● EXERCISE DIRECTIONS
The answer must be the full set of records, repeated exactly.

<<<<

//! sarflood CLI entrypoint.
//!
//! Loads a run file (configuration plus layer paths), runs the flood
//! mapping pipeline and emits the event summary as JSON.

use anyhow::{Context, Result};
use clap::Parser;
use serde::Deserialize;
use std::fs::File;
use std::io::BufReader;
use std::path::PathBuf;

use sarflood::{FloodMappingConfig, FloodMappingPipeline, InputPaths};

#[derive(Parser)]
#[command(name = "sarflood", version, about = "Sentinel-1 change-detection flood mapping")]
struct CliArgs {
    /// Run file: configuration plus an `inputs` table of GeoTIFF paths
    #[arg(short, long)]
    config: PathBuf,

    /// Write the JSON summary here instead of stdout
    #[arg(short, long)]
    output: Option<PathBuf>,

    /// Debug-level logging (RUST_LOG takes precedence)
    #[arg(short, long, default_value_t = false)]
    verbose: bool,
}

#[derive(Deserialize)]
struct RunFile {
    #[serde(flatten)]
    config: FloodMappingConfig,
    inputs: InputPaths,
}

fn main() -> Result<()> {
    let args = CliArgs::parse();

    let level = if args.verbose { "debug" } else { "info" };
    env_logger::Builder::from_env(env_logger::Env::default().default_filter_or(level)).init();

    let file = File::open(&args.config).with_context(|| format!("opening run file {}", args.config.display()))?;
    let run: RunFile = serde_json::from_reader(BufReader::new(file))
        .with_context(|| format!("parsing run file {}", args.config.display()))?;

    let pipeline = FloodMappingPipeline::new(run.config).context("invalid run configuration")?;
    let inputs = run
        .inputs
        .load(pipeline.config().polarization)
        .context("loading input layers")?;
    let result = pipeline.run(&inputs).context("flood mapping failed")?;

    log::info!("{}", result.summary.headline);
    let json = serde_json::to_string_pretty(&result.summary)?;
    match args.output {
        Some(path) => {
            std::fs::write(&path, json).with_context(|| format!("writing {}", path.display()))?;
            log::info!("Summary written to {}", path.display());
        }
        None => println!("{}", json),
    }
    Ok(())
}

>>>>

● OUTPUT OF THE TASK
//! sarflood CLI entrypoint.
//!
//! Loads a run file (configuration plus layer paths), runs the flood
//! mapping pipeline and emits the event summary as JSON.

use anyhow::{Context, Result};
use clap::Parser;
use serde::Deserialize;
use std::fs::File;
use std::io::BufReader;
use std::path::PathBuf;

use sarflood::{FloodMappingConfig, FloodMappingPipeline, InputPaths};

#[derive(Parser)]
#[command(name = "sarflood", version, about = "Sentinel-1 change-detection flood mapping")]
struct CliArgs {
    /// Run file: configuration plus an `inputs` table of GeoTIFF paths
    #[arg(short, long)]
    config: PathBuf,

    /// Write the JSON summary here instead of stdout
    #[arg(short, long)]
    output: Option<PathBuf>,

    /// Debug-level logging (RUST_LOG takes precedence)
    #[arg(short, long, default_value_t = false)]
    verbose: bool,
}

#[derive(Deserialize)]
struct RunFile {
    #[serde(flatten)]
    config: FloodMappingConfig,
    inputs: InputPaths,
}

fn main() -> Result<()> {
    let args = CliArgs::parse();

    let level = if args.verbose { "debug" } else { "info" };
    env_logger::Builder::from_env(env_logger::Env::default().default_filter_or(level)).init();

    let file = File::open(&args.config).with_context(|| format!("opening run file {}", args.config.display()))?;
    let run: RunFile = serde_json::from_reader(BufReader::new(file))
        .with_context(|| format!("parsing run file {}", args.config.display()))?;

    let pipeline = FloodMappingPipeline::new(run.config).context("invalid run configuration")?;
    let inputs = run
        .inputs
        .load(pipeline.config().polarization)
        .context("loading input layers")?;
    let result = pipeline.run(&inputs).context("flood mapping failed")?;

    log::info!("{}", result.summary.headline);
    let json = serde_json::to_string_pretty(&result.summary)?;
    match args.output {
        Some(path) => {
            std::fs::write(&path, json).with_context(|| format!("writing {}", path.display()))?;
            log::info!("Summary written to {}", path.display());
        }
        None => println!("{}", json),
    }
    Ok(())
}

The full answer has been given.